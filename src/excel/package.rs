//! Reads the parts of an xlsx package that calamine leaves out.
//!
//! calamine reads values, formulas, merges and sheet visibility. Number
//! formats, column widths and the scope of defined names are read here
//! straight from the package XML:
//!
//! - `styles.xml` maps a style index to a format code, and each worksheet
//!   tags its cells with a style index
//! - each worksheet lists its column widths in `<cols>`
//! - `workbook.xml` holds the defined names with their `localSheetId`

use std::collections::HashMap;
use std::fs::File;
use std::io::{BufReader, Read, Seek};
use std::path::Path;

use log::debug;
use quick_xml::Reader;
use quick_xml::events::{BytesStart, Event};
use zip::ZipArchive;

use crate::error::Result;
use crate::excel::{ColumnLayout, DefinedName};
use crate::reference::{CellRef, MAX_COLUMN};

/// Number format codes of one sheet, keyed by 0-based `(row, col)`.
pub type SheetNumberFormats = HashMap<(u32, u16), String>;

/// Styling read from one worksheet part.
#[derive(Debug, Default)]
pub struct SheetLayout {
    pub number_formats: SheetNumberFormats,
    /// Columns with a width or hidden flag, keyed by 0-based index
    pub columns: Vec<(u16, ColumnLayout)>,
}

/// Everything read from the package XML.
#[derive(Debug, Default)]
pub struct PackageLayout {
    pub sheets: HashMap<String, SheetLayout>,
    pub defined_names: Vec<DefinedName>,
}

/// Format codes Excel knows by id without listing them in `styles.xml`.
fn builtin_number_format(id: u32) -> Option<&'static str> {
    let code = match id {
        1 => "0",
        2 => "0.00",
        3 => "#,##0",
        4 => "#,##0.00",
        5 => "$#,##0_);($#,##0)",
        6 => "$#,##0_);[Red]($#,##0)",
        7 => "$#,##0.00_);($#,##0.00)",
        8 => "$#,##0.00_);[Red]($#,##0.00)",
        9 => "0%",
        10 => "0.00%",
        11 => "0.00E+00",
        12 => "# ?/?",
        13 => "# ??/??",
        14 => "mm-dd-yy",
        15 => "d-mmm-yy",
        16 => "d-mmm",
        17 => "mmm-yy",
        18 => "h:mm AM/PM",
        19 => "h:mm:ss AM/PM",
        20 => "h:mm",
        21 => "h:mm:ss",
        22 => "m/d/yy h:mm",
        37 => "#,##0_);(#,##0)",
        38 => "#,##0_);[Red](#,##0)",
        39 => "#,##0.00_);(#,##0.00)",
        40 => "#,##0.00_);[Red](#,##0.00)",
        41 => r#"_(* #,##0_);_(* \(#,##0\);_(* "-"_);_(@_)"#,
        42 => r#"_("$"* #,##0_);_("$"* \(#,##0\);_("$"* "-"_);_(@_)"#,
        43 => r#"_(* #,##0.00_);_(* \(#,##0.00\);_(* "-"??_);_(@_)"#,
        44 => r#"_("$"* #,##0.00_);_("$"* \(#,##0.00\);_("$"* "-"??_);_(@_)"#,
        45 => "mm:ss",
        46 => "[h]:mm:ss",
        47 => "mm:ss.0",
        48 => "##0.0E+0",
        49 => "@",
        _ => return None,
    };
    Some(code)
}

/// Value of the attribute named `name` (matched on its local part).
fn attribute(element: &BytesStart<'_>, name: &[u8]) -> Result<Option<String>> {
    for attr in element.attributes().flatten() {
        if attr.key.local_name().as_ref() == name {
            return Ok(Some(attr.unescape_value()?.into_owned()));
        }
    }
    Ok(None)
}

/// Calls `on_element` for every start or empty element of a package part.
/// A missing part is treated as empty.
fn for_each_element<R, F>(archive: &mut ZipArchive<R>, part: &str, mut on_element: F) -> Result<()>
where
    R: Read + Seek,
    F: FnMut(&BytesStart<'_>) -> Result<()>,
{
    let file = match archive.by_name(part) {
        Ok(file) => file,
        Err(zip::result::ZipError::FileNotFound) => {
            debug!("package part {part} not present");
            return Ok(());
        }
        Err(e) => return Err(e.into()),
    };

    let mut xml = Reader::from_reader(BufReader::new(file));
    xml.trim_text(true);
    let mut buf = Vec::new();

    loop {
        match xml.read_event_into(&mut buf)? {
            Event::Start(ref e) | Event::Empty(ref e) => on_element(e)?,
            Event::Eof => break,
            _ => {}
        }
        buf.clear();
    }

    Ok(())
}

/// Format code for every entry of `cellXfs`, `None` for General.
fn read_cell_formats<R: Read + Seek>(archive: &mut ZipArchive<R>) -> Result<Vec<Option<String>>> {
    let mut custom: HashMap<u32, String> = HashMap::new();
    let mut xf_ids: Vec<u32> = Vec::new();
    let mut section = Vec::new();

    for_each_element(archive, "xl/styles.xml", |e| {
        match e.local_name().as_ref() {
            b"numFmt" => {
                let id = attribute(e, b"numFmtId")?.and_then(|id| id.parse().ok());
                let code = attribute(e, b"formatCode")?;
                if let (Some(id), Some(code)) = (id, code) {
                    custom.insert(id, code);
                }
            }
            name @ (b"cellXfs" | b"cellStyleXfs" | b"dxfs") => {
                section.clear();
                section.extend_from_slice(name);
            }
            b"xf" if section == b"cellXfs" => {
                let id = attribute(e, b"numFmtId")?
                    .and_then(|id| id.parse().ok())
                    .unwrap_or(0);
                xf_ids.push(id);
            }
            _ => {}
        }
        Ok(())
    })?;

    Ok(xf_ids
        .into_iter()
        .map(|id| match custom.get(&id) {
            Some(code) => Some(code.clone()),
            None => builtin_number_format(id).map(str::to_string),
        })
        .collect())
}

/// `(sheet name, part path)` for every `<sheet>` of `workbook.xml`, in
/// order. The path is `None` when the relationship is missing.
fn read_sheet_parts<R: Read + Seek>(
    archive: &mut ZipArchive<R>,
) -> Result<Vec<(String, Option<String>)>> {
    let mut targets: HashMap<String, String> = HashMap::new();
    for_each_element(archive, "xl/_rels/workbook.xml.rels", |e| {
        if e.local_name().as_ref() == b"Relationship" {
            if let (Some(id), Some(target)) = (attribute(e, b"Id")?, attribute(e, b"Target")?) {
                let path = match target.strip_prefix('/') {
                    Some(absolute) => absolute.to_string(),
                    None => format!("xl/{target}"),
                };
                targets.insert(id, path);
            }
        }
        Ok(())
    })?;

    let mut sheets = Vec::new();
    for_each_element(archive, "xl/workbook.xml", |e| {
        if e.local_name().as_ref() == b"sheet" {
            if let Some(name) = attribute(e, b"name")? {
                let path = attribute(e, b"id")?.and_then(|id| targets.get(&id).cloned());
                sheets.push((name, path));
            }
        }
        Ok(())
    })?;

    Ok(sheets)
}

fn is_true(value: Option<String>) -> bool {
    matches!(value.as_deref(), Some("1" | "true"))
}

/// A `<col min max width hidden>` element, expanded to one entry per column.
fn read_column_span(e: &BytesStart<'_>, columns: &mut Vec<(u16, ColumnLayout)>) -> Result<()> {
    let min: Option<u32> = attribute(e, b"min")?.and_then(|v| v.parse().ok());
    let max: Option<u32> = attribute(e, b"max")?.and_then(|v| v.parse().ok());
    let width: Option<f64> = attribute(e, b"width")?.and_then(|v| v.parse().ok());
    let hidden = is_true(attribute(e, b"hidden")?);

    let (Some(min), Some(max)) = (min, max) else {
        return Ok(());
    };
    let layout = ColumnLayout {
        width: width.filter(|w| *w > 0.0),
        hidden,
    };
    if layout == ColumnLayout::default() {
        return Ok(());
    }

    for col in min.max(1)..=max.min(MAX_COLUMN) {
        columns.push(((col - 1) as u16, layout));
    }
    Ok(())
}

fn read_sheet_layout<R: Read + Seek>(
    archive: &mut ZipArchive<R>,
    part: &str,
    cell_formats: &[Option<String>],
) -> Result<SheetLayout> {
    let mut layout = SheetLayout::default();

    for_each_element(archive, part, |e| {
        match e.local_name().as_ref() {
            b"col" => read_column_span(e, &mut layout.columns)?,
            b"c" => {
                let Some(style) = attribute(e, b"s")?.and_then(|s| s.parse::<usize>().ok()) else {
                    return Ok(());
                };
                let Some(Some(code)) = cell_formats.get(style) else {
                    return Ok(());
                };
                match attribute(e, b"r")?.and_then(|r| CellRef::parse(&r).ok()) {
                    Some(cell) => {
                        layout.number_formats.insert(cell.zero_based(), code.clone());
                    }
                    None => debug!("styled cell without a usable reference in {part}"),
                }
            }
            _ => {}
        }
        Ok(())
    })?;

    Ok(layout)
}

/// Defined names of `workbook.xml`, with local names resolved to their sheet.
fn read_defined_names<R: Read + Seek>(
    archive: &mut ZipArchive<R>,
    sheet_names: &[String],
) -> Result<Vec<DefinedName>> {
    let file = match archive.by_name("xl/workbook.xml") {
        Ok(file) => file,
        Err(zip::result::ZipError::FileNotFound) => return Ok(Vec::new()),
        Err(e) => return Err(e.into()),
    };

    let mut xml = Reader::from_reader(BufReader::new(file));
    let mut buf = Vec::new();
    let mut names = Vec::new();
    let mut current: Option<(String, Option<String>, String)> = None;

    loop {
        match xml.read_event_into(&mut buf)? {
            Event::Start(ref e) if e.local_name().as_ref() == b"definedName" => {
                let name = attribute(e, b"name")?.unwrap_or_default();
                let scope = attribute(e, b"localSheetId")?
                    .and_then(|id| id.parse::<usize>().ok())
                    .and_then(|id| sheet_names.get(id).cloned());
                current = Some((name, scope, String::new()));
            }
            Event::Text(ref t) => {
                if let Some((_, _, formula)) = current.as_mut() {
                    formula.push_str(&t.unescape()?);
                }
            }
            Event::End(ref e) if e.local_name().as_ref() == b"definedName" => {
                if let Some((name, scope, formula)) = current.take() {
                    if name.is_empty() || formula.trim().is_empty() {
                        debug!("skipping empty defined name '{name}'");
                    } else {
                        names.push(DefinedName {
                            name,
                            scope,
                            formula: formula.trim().to_string(),
                        });
                    }
                }
            }
            Event::Eof => break,
            _ => {}
        }
        buf.clear();
    }

    Ok(names)
}

/// Number formats, column layout and defined names of an xlsx file.
pub fn read_package_layout(path: &Path) -> Result<PackageLayout> {
    let file = File::open(path)?;
    let mut archive = ZipArchive::new(BufReader::new(file))?;

    let cell_formats = read_cell_formats(&mut archive)?;
    let sheet_parts = read_sheet_parts(&mut archive)?;

    let mut sheets = HashMap::new();
    for (name, part) in &sheet_parts {
        let Some(part) = part else {
            debug!("sheet '{name}' has no package part");
            continue;
        };
        let layout = read_sheet_layout(&mut archive, part, &cell_formats)?;
        debug!(
            "sheet '{name}': {} formatted cells, {} sized columns",
            layout.number_formats.len(),
            layout.columns.len()
        );
        sheets.insert(name.clone(), layout);
    }

    let sheet_names: Vec<String> = sheet_parts.into_iter().map(|(name, _)| name).collect();
    let defined_names = read_defined_names(&mut archive, &sheet_names)?;

    Ok(PackageLayout {
        sheets,
        defined_names,
    })
}

/// Number formats of every styled cell, keyed by sheet name.
pub fn read_number_formats(path: &Path) -> Result<HashMap<String, SheetNumberFormats>> {
    Ok(read_package_layout(path)?
        .sheets
        .into_iter()
        .map(|(name, layout)| (name, layout.number_formats))
        .collect())
}

#[cfg(test)]
mod tests {
    use super::*;

    #[test]
    fn builtin_ids_cover_common_formats() {
        assert_eq!(builtin_number_format(0), None);
        assert_eq!(builtin_number_format(4), Some("#,##0.00"));
        assert_eq!(builtin_number_format(10), Some("0.00%"));
        assert_eq!(builtin_number_format(49), Some("@"));
        assert_eq!(builtin_number_format(163), None);
    }

    #[test]
    fn column_spans_expand_to_each_column() {
        let e = BytesStart::from_content(r#"col min="2" max="4" width="12.7109375" customWidth="1""#, 3);
        let mut columns = Vec::new();
        read_column_span(&e, &mut columns).unwrap();

        let indexes: Vec<u16> = columns.iter().map(|(col, _)| *col).collect();
        assert_eq!(indexes, [1, 2, 3]);
        assert_eq!(columns[0].1.width, Some(12.7109375));
        assert!(!columns[0].1.hidden);

        let hidden = BytesStart::from_content(r#"col min="6" max="6" width="0" hidden="1""#, 3);
        read_column_span(&hidden, &mut columns).unwrap();
        assert_eq!(
            columns.last(),
            Some(&(5, ColumnLayout { width: None, hidden: true }))
        );
    }

    #[test]
    fn style_only_columns_are_skipped() {
        let e = BytesStart::from_content(r#"col min="1" max="16384" style="3""#, 3);
        let mut columns = Vec::new();
        read_column_span(&e, &mut columns).unwrap();
        assert!(columns.is_empty());
    }

    #[test]
    fn defined_names_resolve_their_sheet_scope() {
        use std::io::{Cursor, Write};
        use zip::write::SimpleFileOptions;

        let workbook_xml = r#"<?xml version="1.0" encoding="UTF-8"?>
<workbook xmlns="http://schemas.openxmlformats.org/spreadsheetml/2006/main">
  <sheets><sheet name="Data" sheetId="1"/><sheet name="Q1 Plan" sheetId="2"/></sheets>
  <definedNames>
    <definedName name="GrowthRate">Data!$B$1</definedName>
    <definedName name="Total" localSheetId="1">'Q1 Plan'!$C$10</definedName>
    <definedName name="Label">"a &amp; b"</definedName>
  </definedNames>
</workbook>"#;

        let mut writer = zip::ZipWriter::new(Cursor::new(Vec::new()));
        writer
            .start_file("xl/workbook.xml", SimpleFileOptions::default())
            .unwrap();
        writer.write_all(workbook_xml.as_bytes()).unwrap();
        let mut archive = ZipArchive::new(writer.finish().unwrap()).unwrap();

        let sheets = ["Data".to_string(), "Q1 Plan".to_string()];
        let names = read_defined_names(&mut archive, &sheets).unwrap();
        assert_eq!(
            names,
            [
                DefinedName::global("GrowthRate", "Data!$B$1"),
                DefinedName {
                    name: "Total".to_string(),
                    scope: Some("Q1 Plan".to_string()),
                    formula: "'Q1 Plan'!$C$10".to_string(),
                },
                DefinedName::global("Label", "\"a & b\""),
            ]
        );
    }
}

• TASK STATEMENT: All lines in the data above from the one with "-> Result<Vec<(String, Option<String>)>>" through the one with "sheets.push((name, path));" must be repeated exactly, and no others.

• EXERCISE ANSWER:
) -> Result<Vec<(String, Option<String>)>> {
    let mut targets: HashMap<String, String> = HashMap::new();
    for_each_element(archive, "xl/_rels/workbook.xml.rels", |e| {
        if e.local_name().as_ref() == b"Relationship" {
            if let (Some(id), Some(target)) = (attribute(e, b"Id")?, attribute(e, b"Target")?) {
                let path = match target.strip_prefix('/') {
                    Some(absolute) => absolute.to_string(),
                    None => format!("xl/{target}"),
                };
                targets.insert(id, path);
            }
        }
        Ok(())
    })?;

    let mut sheets = Vec::new();
    for_each_element(archive, "xl/workbook.xml", |e| {
        if e.local_name().as_ref() == b"sheet" {
            if let Some(name) = attribute(e, b"name")? {
                let path = attribute(e, b"id")?.and_then(|id| targets.get(&id).cloned());
                sheets.push((name, path));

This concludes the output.